# Mercedes bicycle with automatic 'transmission'



## Alex Baumann (Dec 19, 2001)

8-speed 

http://www.gizmag.com/go/3834/


----------



## cwsqbm (Aug 4, 2004)

Alex Baumann said:


> 8-speed
> 
> http://www.gizmag.com/go/3834/


Just when they are reducing the electronic content of their cars for reliability reasons. I'll stick with my manual shift bicycle, just like my manual shift BMW.


----------



## The HACK (Dec 19, 2001)

But what if you're stuck in heavy, downtown bicycle traffic? Or if you need to share your bike with your spouse who can't manually shift?


----------



## The Roadstergal (Sep 7, 2002)

The HACK said:


> But what if you're stuck in heavy, downtown bicycle traffic? Or if you need to share your bike with your spouse who can't manually shift?


:bustingup

Are those paddle-shift bikes really manuals, though?


----------



## LmtdSlip (May 28, 2003)

Shimano index shifting :thumbup: 

All of the gee whiz technology on this bike are products of Shimano and available to most any bike manufacturer.


----------



## The HACK (Dec 19, 2001)

The Roadstergal said:


> :bustingup
> 
> Are those paddle-shift bikes really manuals, though?

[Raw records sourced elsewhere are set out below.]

//! Error types for the verification routine.
//!
//! None of these ever reach the ledger: every error is logged and folded
//! into a rejected verdict.

use thiserror::Error;

#[derive(Debug, Error)]
pub enum VerifyError {
    #[error("Invalid content identifier: {0:?}")]
    InvalidContentId(String),

    #[error("Fetch budget of {0} requests exhausted")]
    FetchBudgetExhausted(usize),

    #[error("All {attempts} gateway(s) failed for {cid}")]
    AllGatewaysFailed { cid: String, attempts: usize },

    #[error("Timed out fetching {0}")]
    FetchTimeout(String),

    #[error("Verification exceeded its total time budget")]
    TotalTimeout,

    #[error("Gateway returned HTTP {status} for {url}")]
    Http { url: String, status: u16 },

    #[error("Response exceeds {limit} bytes")]
    ResponseTooLarge { limit: usize },

    #[error("Transport error: {0}")]
    Transport(String),

    #[error("Response is not JSON: {0}")]
    InvalidJson(String),

    #[error("Malformed schema at {path}: {reason}")]
    MalformedSchema { path: String, reason: String },

    #[error("Schema nesting deeper than {0}")]
    DepthExceeded(usize),

    #[error("Constraint violated at {path}: {reason}")]
    Violation { path: String, reason: String },

    #[error("Configuration error: {0}")]
    Config(String),
}

impl VerifyError {
    /// Document was fetched and parsed but did not satisfy the schema.
    pub fn is_violation(&self) -> bool {
        matches!(self, VerifyError::Violation { .. })
    }
}

impl From<reqwest::Error> for VerifyError {
    fn from(err: reqwest::Error) -> Self {
        match err.url() {
            Some(url) if err.is_timeout() => VerifyError::FetchTimeout(url.to_string()),
            _ => VerifyError::Transport(err.to_string()),
        }
    }
}

pub type VerifyResult<T> = Result<T, VerifyError>;
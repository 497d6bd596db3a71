use soroban_sdk::{contracttype, symbol_short, Address, Bytes, BytesN, Env, String, Symbol, Vec};

use crate::OracleConfig;

#[contracttype]
#[derive(Clone, Debug)]
pub struct DispatcherInitialized {
    pub version: u32,
    pub admin: Address,
    pub coordinator: Address,
    pub timestamp: u64,
}

pub fn emit_dispatcher_initialized(env: &Env, event: DispatcherInitialized) {
    let topics = (symbol_short!("init"),);
    env.events().publish(topics, event.clone());
}

/// Everything the oracle network needs to run the routine for one request.
#[contracttype]
#[derive(Clone, Debug)]
pub struct VerificationRequested {
    pub version: u32,
    pub token: BytesN<32>,
    pub submission_id: u64,
    pub source: String,
    pub config: OracleConfig,
    /// `[data_ref, schema_ref]`
    pub args: Vec<String>,
    pub timestamp: u64,
}

pub fn emit_verification_requested(env: &Env, event: VerificationRequested) {
    let topics = (symbol_short!("v_req"), event.submission_id);
    env.events().publish(topics, event.clone());
}

#[contracttype]
#[derive(Clone, Debug)]
pub struct VerificationFulfilled {
    pub version: u32,
    pub token: BytesN<32>,
    pub submission_id: u64,
    pub verified: bool,
    pub response: Bytes,
    pub error: Bytes,
    pub timestamp: u64,
}

pub fn emit_verification_fulfilled(env: &Env, event: VerificationFulfilled) {
    let topics = (symbol_short!("v_done"), event.submission_id);
    env.events().publish(topics, event.clone());
}

#[contracttype]
#[derive(Clone, Debug)]
pub struct DispatcherConfigUpdated {
    pub version: u32,
    /// `source`, `config` or `coord`
    pub field: Symbol,
    pub timestamp: u64,
}

pub fn emit_config_updated(env: &Env, event: DispatcherConfigUpdated) {
    let topics = (symbol_short!("cfg"), event.field.clone());
    env.events().publish(topics, event.clone());
}
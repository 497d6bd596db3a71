//! Data verification routine
//!
//! Runs inside the oracle network's sandbox on behalf of the verification
//! dispatcher contract:
//!
//! 1. fetch the bounty's schema by content identifier, falling through an
//!    ordered gateway list,
//! 2. fetch the submitted data the same way,
//! 3. validate the data against the schema.
//!
//! Every step is bounded (total wall-clock, per-fetch timeout, fetch count,
//! response size, schema depth) and fails closed: anything short of a clean
//! pass is [`Verdict::Rejected`]. [`Verdict::encode`] produces the 32-byte
//! response word the dispatcher decodes.

pub mod config;
pub mod error;
pub mod fetch;
pub mod routine;
pub mod schema;

pub use config::{Limits, VerifierConfig, DEFAULT_GATEWAYS};
pub use error::{VerifyError, VerifyResult};
pub use fetch::{ContentFetcher, FetchSession, HttpFetcher};
pub use routine::{Verdict, Verifier};
pub use schema::SchemaValidator;
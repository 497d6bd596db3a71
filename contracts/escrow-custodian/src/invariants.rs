use crate::DataKey;
use marketplace_core::{CustodianStats, Escrow, EscrowStatus};
use soroban_sdk::{token, Address, Env};

pub(crate) fn assert_escrow(escrow: &Escrow) {
    if !verify_escrow_invariants(escrow) {
        panic!("Invariant violated: escrow record is inconsistent");
    }
}

pub(crate) fn verify_escrow_invariants(escrow: &Escrow) -> bool {
    if escrow.amount < 0 || escrow.total_deposited <= 0 {
        return false;
    }
    match escrow.status {
        EscrowStatus::Funded => {
            escrow.amount == escrow.total_deposited && escrow.settled_at.is_none()
        }
        EscrowStatus::Released | EscrowStatus::Refunded => {
            escrow.amount == 0 && escrow.settled_at.is_some() && escrow.settled_to.is_some()
        }
        EscrowStatus::None => false,
    }
}

pub(crate) fn conservation_holds(stats: &CustodianStats) -> bool {
    if stats.total_released < 0 || stats.total_refunded < 0 || stats.total_funded < 0 {
        return false;
    }
    let accounted = stats
        .total_released
        .checked_add(stats.total_refunded)
        .and_then(|sum| sum.checked_add(stats.total_funded));
    accounted == Some(stats.total_deposited)
}

/// Ledger totals balance, and the token balance actually covers every
/// funded escrow.
pub(crate) fn assert_conservation(env: &Env) {
    let stats: CustodianStats = env
        .storage()
        .instance()
        .get(&DataKey::Stats)
        .unwrap_or_default();
    if !conservation_holds(&stats) {
        panic!("Invariant violated: deposited != released + refunded + funded");
    }
    if let Some(token_addr) = env.storage().instance().get::<DataKey, Address>(&DataKey::Token) {
        let balance = token::Client::new(env, &token_addr).balance(&env.current_contract_address());
        if balance < stats.total_funded {
            panic!("Invariant violated: token balance below funded total");
        }
    }
}
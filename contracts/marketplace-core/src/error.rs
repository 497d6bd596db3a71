use soroban_sdk::contracterror;

/// Error codes shared by every marketplace contract.
///
/// Codes are part of the public interface: append new variants, never
/// renumber existing ones.
#[contracterror]
#[derive(Copy, Clone, Debug, Eq, PartialEq, PartialOrd, Ord)]
#[repr(u32)]
pub enum Error {
    NotInitialized = 1,
    AlreadyInitialized = 2,
    /// Caller is not the owner / admin, or lacks the required capability
    Unauthorized = 3,
    /// Amount is zero, negative, or would overflow
    InvalidAmount = 4,
    /// Address cannot be used as a counterparty (e.g. the custodian itself)
    InvalidAddress = 5,
    EscrowAlreadyExists = 6,
    EscrowNotFound = 7,
    /// Escrow is not in the status the operation requires
    InvalidEscrowStatus = 8,
    /// Token movement could not complete; the whole call is rolled back
    TransferFailed = 9,
    /// Reward is below the registry's configured minimum
    InsufficientReward = 10,
    InvalidDeadline = 11,
    /// Bounty or submission is not in the status the operation requires,
    /// also returned for a zero submission cap
    InvalidStatus = 12,
    EscrowManagerNotSet = 13,
    BountyNotFound = 14,
    MaxSubmissionsReached = 15,
    DeadlineNotPassed = 16,
    BountyNotActive = 17,
    /// Content identifier is empty
    InvalidContentRef = 18,
    SubmissionNotFound = 19,
    DispatcherNotSet = 20,
    /// Verification request arguments are empty
    InvalidArguments = 21,
    /// Callback token is unknown, already consumed, or forged
    UnexpectedRequestToken = 22,
    /// A cross-contract call failed without a marketplace error code
    CrossContractCallFailed = 23,
}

No but if I need to take my bicycle to a track, I'd take the SMG anyday.

Maybe Mr Paddle.Shift can retrofit the M steering wheel with the paddles on the bicycle? That'd be tait.


----------



## Alex Baumann (Dec 19, 2001)

The HACK said:


> But what if you're stuck in heavy, downtown bicycle traffic? Or if you need to share your bike with your spouse who can't manually shift?


 :rofl: :rofl: :rofl: :rofl:


----------



## Clarke (Oct 21, 2002)

Did you catch the Bling and offroad Aussie Segways on the site? Nifty Aprilla concept as well


----------



## TXE39 (Oct 2, 2003)

Wow! Mercedes will put a auto tranny in _anything_.


----------